Liu Jingjun is surrounded by his father Liu Liqin and his mother at their home in Taiyuan, Shanxi province. (YANG ZHOUFEN / CHINA DAILY)
This Spring Festival Liu Liqin finally got the chance to hand a red envelope stuffed with 3,000 yuan (US$434) to his 12-year-old son who was abducted 10 years ago.
I hope those who haven’t found their children can be encouraged by my story so we can fight to get their families back together.”
Liu Liqin, resident of Taiyuan, Shanxi province
Last month Liu, 40, and police rescued Liu Jingjun after the father spent a decade looking for the boy, along the way overcoming fraudsters, failures and financial problems.
On a Sunday morning in April, 2010, 2-year-old Liu Jingjun was playing with his big sister outside their house in Taiyuan, Shanxi province. His sister went inside to grab a snack, but when she came out her brother was gone.
"The surveillance camera of the hotel beside my apartment showed that a man picked up my son at 10:59 am that day, but we couldn't recognize his face due to the blurred image," Liu Liqin said. "There were no clues at all. I fainted and when I regained consciousness I called the police."
Liu Liqin began the search for his son with the help of a support group for families of missing or abducted children.
Liu Yongfei, another father whose son disappeared, told Xinhua News Agency "at first we shared information on a platform called Baby Come Home, then the families with close connections formed a group offline to help each other."
The group now has hundreds of families including dozens in Shanxi, according to Liu Yongfei.
Shi Richeng, who also lost a child, and Liu Liqin became the main force behind the group. They drove to many provinces with printed information about the lost children, often handing out fliers in train stations with their details.
Despite his dedication to the group, Liu Liqin was having little success in finding his son.
Liu Liqin met more than 30 children and went through nearly 10 DNA tests without a positive result.
"We visited some kids by following the clues, but they all failed the DNA tests. None of them were my son," he said.
However, he saved the DNA results in the hope they might help other parents find their children. Over the years, seven families have found their children with the help of Liu Liqin and the group.
"I have been deceived by fraudsters and lost tens of thousands of yuan in the process, but I didn't ignore any tips that might lead to my son," he said.
Liu Liqin worked in the home renovation industry in Taiyuan before his son went missing.
However, the search for his son ate away the family's savings.
"I had to take out an overdraft for my daily expenses via several credit cards," he said.
To complicate matters, the village the boy was abducted from was demolished for reconstruction work to go ahead.
Liu Liqin rented a house near the old village in case his son found his way home. The family still lives there.
On the wall hangs a family photo, which shows Liu Liqin and his wife embracing their daughter and son who are both wearing red traditional Chinese garments. "Less than a month after we took that photo my son was abducted," Liu Liqin recalled.
In May 2018, Liu Liqin opened an account on the Kuaishou shortvideo and livestreaming platform.

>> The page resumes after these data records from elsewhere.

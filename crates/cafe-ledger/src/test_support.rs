//! Shared fixtures for the engine tests.

use chrono::NaiveDate;
use tempfile::TempDir;

use cafe_core::journal::{NewJournalEntry, NewJournalLine};
use cafe_core::{Addon, Money, Product, RawItem, RawItemCategory};

use crate::config::LedgerConfig;
use crate::Ledger;

pub const TENANT: &str = "tenant-1";
pub const BRANCH: &str = "branch-1";

/// In-memory ledger with the default chart seeded for [`TENANT`].
pub async fn seeded_ledger() -> Ledger {
    let ledger = Ledger::open(LedgerConfig::in_memory()).await.unwrap();
    ledger.chart().seed_default_chart(TENANT).await.unwrap();
    ledger
}

/// File-backed ledger with a real pool, for concurrency tests.
pub async fn file_ledger() -> (Ledger, TempDir) {
    let dir = TempDir::new().unwrap();
    let mut config = LedgerConfig::in_memory();
    config.database.path = dir.path().join("ledger.db");
    config.database.max_connections = 4;
    config.retry.max_attempts = 20;

    let ledger = Ledger::open(config).await.unwrap();
    ledger.chart().seed_default_chart(TENANT).await.unwrap();
    (ledger, dir)
}

pub async fn account_id(ledger: &Ledger, number: &str) -> String {
    ledger
        .chart()
        .account_by_number(TENANT, number)
        .await
        .unwrap()
        .unwrap_or_else(|| panic!("account {} missing", number))
        .id
}

/// Creates and posts a two-line entry.
pub async fn post(ledger: &Ledger, date: NaiveDate, debit_number: &str, credit_number: &str, cents: i64) {
    let debit = account_id(ledger, debit_number).await;
    let credit = account_id(ledger, credit_number).await;
    let amount = Money::from_cents(cents);

    let draft = ledger
        .journal()
        .create(
            NewJournalEntry::new(TENANT, date, format!("{} / {}", debit_number, credit_number), "tester")
                .line(NewJournalLine::debit(debit, amount))
                .line(NewJournalLine::credit(credit, amount)),
        )
        .await
        .unwrap();
    ledger.journal().post(&draft.id, "tester").await.unwrap();
}

/// A small cafe menu.
pub struct Cafe {
    pub beans: RawItem,
    pub milk: RawItem,
    pub syrup: RawItem,
    /// 18 g beans.
    pub espresso: Product,
    /// 18 g beans, 200 ml milk.
    pub latte: Product,
    /// 20 ml syrup per unit.
    pub vanilla: Addon,
}

pub async fn cafe_catalog(ledger: &Ledger) -> Cafe {
    let recipes = ledger.recipes();

    let beans = recipes
        .create_raw_item(TENANT, "Espresso beans", "g", 2_500, RawItemCategory::Ingredient)
        .await
        .unwrap();
    let milk = recipes
        .create_raw_item(TENANT, "Whole milk", "l", 120_000, RawItemCategory::Ingredient)
        .await
        .unwrap();
    let syrup = recipes
        .create_raw_item(TENANT, "Vanilla syrup", "ml", 1_500, RawItemCategory::Ingredient)
        .await
        .unwrap();

    let espresso = recipes.create_product(TENANT, "Espresso", 300, 1_400).await.unwrap();
    recipes
        .add_recipe_line(&espresso.id, &beans.id, 18.0, "g", None)
        .await
        .unwrap();

    let latte = recipes.create_product(TENANT, "Latte", 450, 1_400).await.unwrap();
    recipes
        .add_recipe_line(&latte.id, &beans.id, 18.0, "g", None)
        .await
        .unwrap();
    recipes
        .add_recipe_line(&latte.id, &milk.id, 200.0, "ml", Some("steamed"))
        .await
        .unwrap();

    let vanilla = recipes.create_addon(TENANT, "Vanilla shot", 60).await.unwrap();
    recipes
        .add_addon_recipe_line(&vanilla.id, &syrup.id, 20.0, "ml", None)
        .await
        .unwrap();

    Cafe {
        beans,
        milk,
        syrup,
        espresso,
        latte,
        vanilla,
    }
}
//! # Unit Converter
//!
//! Converts a recipe quantity into a raw item's stocking unit.
//!
//! ## Supported Families
//! ```text
//! ┌──────────────┬──────────────────┬───────────────┐
//! │ Family       │ Units            │ Base          │
//! ├──────────────┼──────────────────┼───────────────┤
//! │ Mass         │ g, kg            │ g   (kg=1000) │
//! │ Volume       │ ml, l            │ ml  (l=1000)  │
//! └──────────────┴──────────────────┴───────────────┘
//! ```
//!
//! ## Fail-open Policy
//! An unknown unit, or a pair from different families, returns the quantity
//! unchanged with [`ConversionOutcome::Unmatched`]. The order is never
//! blocked; the caller logs the mismatch so the catalog can be cleaned up.
//! Strict accounting mode turns the same outcome into an error one layer up.

use serde::{Deserialize, Serialize};
use ts_rs::TS;

#[derive(Debug, Clone, Copy, PartialEq, Eq)]
pub enum UnitFamily {
    Mass,
    Volume,
}

/// How a conversion was resolved.
#[derive(Debug, Clone, Copy, PartialEq, Eq, Serialize, Deserialize, TS)]
#[ts(export)]
#[serde(rename_all = "snake_case")]
pub enum ConversionOutcome {
    /// Same unit after normalization.
    Identity,
    /// Scaled within a family.
    Converted,
    /// No rule applied; quantity returned as-is.
    Unmatched,
}

#[derive(Debug, Clone, Copy, PartialEq)]
pub struct Conversion {
    pub quantity: f64,
    pub outcome: ConversionOutcome,
}

impl Conversion {
    #[inline]
    pub fn is_unmatched(&self) -> bool {
        self.outcome == ConversionOutcome::Unmatched
    }
}

/// Lowercases, trims, and folds common spellings onto canonical symbols.
///
/// ```rust
/// use cafe_core::units::normalize_unit;
///
/// assert_eq!(normalize_unit("  Grams "), "g");
/// assert_eq!(normalize_unit("Litre"), "l");
/// assert_eq!(normalize_unit("scoop"), "scoop");
/// ```
pub fn normalize_unit(unit: &str) -> String {
    let unit = unit.trim().to_lowercase();
    let canonical = match unit.as_str() {
        "g" | "gr" | "gram" | "grams" | "gramme" | "grammes" => "g",
        "kg" | "kgs" | "kilo" | "kilos" | "kilogram" | "kilograms" => "kg",
        "ml" | "mls" | "milliliter" | "milliliters" | "millilitre" | "millilitres" => "ml",
        "l" | "ltr" | "liter" | "liters" | "litre" | "litres" => "l",
        _ => return unit,
    };
    canonical.to_string()
}

/// Family and factor to the family's base unit, for a normalized unit.
fn base_factor(unit: &str) -> Option<(UnitFamily, f64)> {
    match unit {
        "g" => Some((UnitFamily::Mass, 1.0)),
        "kg" => Some((UnitFamily::Mass, 1000.0)),
        "ml" => Some((UnitFamily::Volume, 1.0)),
        "l" => Some((UnitFamily::Volume, 1000.0)),
        _ => None,
    }
}

/// Converts `quantity` from `from_unit` to `to_unit`.
///
/// ```rust
/// use cafe_core::units::{convert, ConversionOutcome};
///
/// let c = convert(250.0, "ml", "L");
/// assert!((c.quantity - 0.25).abs() < 1e-12);
/// assert_eq!(c.outcome, ConversionOutcome::Converted);
///
/// let c = convert(5.0, "scoop", "g");
/// assert_eq!(c.quantity, 5.0);
/// assert!(c.is_unmatched());
/// ```
pub fn convert(quantity: f64, from_unit: &str, to_unit: &str) -> Conversion {
    let from = normalize_unit(from_unit);
    let to = normalize_unit(to_unit);

    if from == to {
        return Conversion {
            quantity,
            outcome: ConversionOutcome::Identity,
        };
    }

    match (base_factor(&from), base_factor(&to)) {
        (Some((from_family, from_factor)), Some((to_family, to_factor)))
            if from_family == to_family =>
        {
            Conversion {
                quantity: quantity * from_factor / to_factor,
                outcome: ConversionOutcome::Converted,
            }
        }
        _ => Conversion {
            quantity,
            outcome: ConversionOutcome::Unmatched,
        },
    }
}

// =============================================================================
// Unit Tests
// =============================================================================

#[cfg(test)]
mod tests {
    use super::*;

    #[test]
    fn test_same_unit_is_identity() {
        let c = convert(18.0, "g", " G ");
        assert_eq!(c.quantity, 18.0);
        assert_eq!(c.outcome, ConversionOutcome::Identity);

        // Unknown but identical units are still identity, not unmatched.
        let c = convert(2.0, "Shot", "shot");
        assert_eq!(c.outcome, ConversionOutcome::Identity);
    }

    #[test]
    fn test_mass_and_volume() {
        assert_eq!(convert(1.5, "kg", "g").quantity, 1500.0);
        assert_eq!(convert(500.0, "g", "kilogram").quantity, 0.5);
        assert_eq!(convert(2.0, "litres", "ml").quantity, 2000.0);
        assert_eq!(convert(30.0, "ml", "l").quantity, 0.03);
    }

    #[test]
    fn test_unknown_unit_fails_open() {
        let c = convert(5.0, "scoop", "g");
        assert_eq!(c.quantity, 5.0);
        assert_eq!(c.outcome, ConversionOutcome::Unmatched);
    }

    #[test]
    fn test_cross_family_fails_open() {
        let c = convert(200.0, "ml", "g");
        assert_eq!(c.quantity, 200.0);
        assert!(c.is_unmatched());
    }

    #[test]
    fn test_round_trip_g_kg() {
        // Deterministic sweep of positive quantities across magnitudes.
        let mut x = 0.001_f64;
        while x < 1.0e7 {
            let there = convert(x, "g", "kg").quantity;
            let back = convert(there, "kg", "g").quantity;
            assert!(
                (back - x).abs() <= x * 1e-12,
                "round trip drifted: {} -> {} -> {}",
                x,
                there,
                back
            );
            x = x * 1.37 + 0.011;
        }
    }

    #[test]
    fn test_round_trip_ml_l() {
        for i in 1..500 {
            let x = i as f64 * 3.3;
            let back = convert(convert(x, "ml", "l").quantity, "l", "ml").quantity;
            assert!((back - x).abs() <= x * 1e-12);
        }
    }
}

He released videos of his searches for the missing children in the hope that they would generate tips from viewers on their whereabouts.
"Please help me and forward information on our kids. You are lucky to have your kids around while we don't," Liu Liqin said in a livestream, while also warning parents to keep an eye on their children.
In July, one anonymous viewer sent a private message to Liu Liqin saying that his son might be in Jiaocheng county in Shanxi. However, he didn't take the message seriously as he did not believe it was a credible one.
Five months later, the anonymous viewer sent Liu Liqin another message asking him why he hadn't followed up the tip. This time, the viewer also gave details of the address.
In December, Liu Liqin visited the home in Jiaocheng and loitered in the area.
"We took a blurry photo of the kid－he looked identical," he said, adding that he had high hopes it was his son.
He later sent his younger brother, Liu Lilong, to get a clearer image of the boy as he did not want to arouse suspicion around himself. The image was run through an AI program of an online platform for finding missing children. The result showed a 67 percent match to a young Liu Jingjun and the platform recommended a DNA test of the boy.
Liu Liqin's brother and other family members went to the county, approached Liu Jingjun, and managed to get strands of his hair for testing.
The DNA results came back positive. On the night of Jan 2, Liu Liqin and local police retrieved the boy from the home. A man surnamed Zhang told police he paid 25,000 yuan to buy Liu Jingjun from a human trafficker 10 years ago.
Zhang was under criminal detention late last month, and the human trafficker was arrested by the police, Xinhua reported.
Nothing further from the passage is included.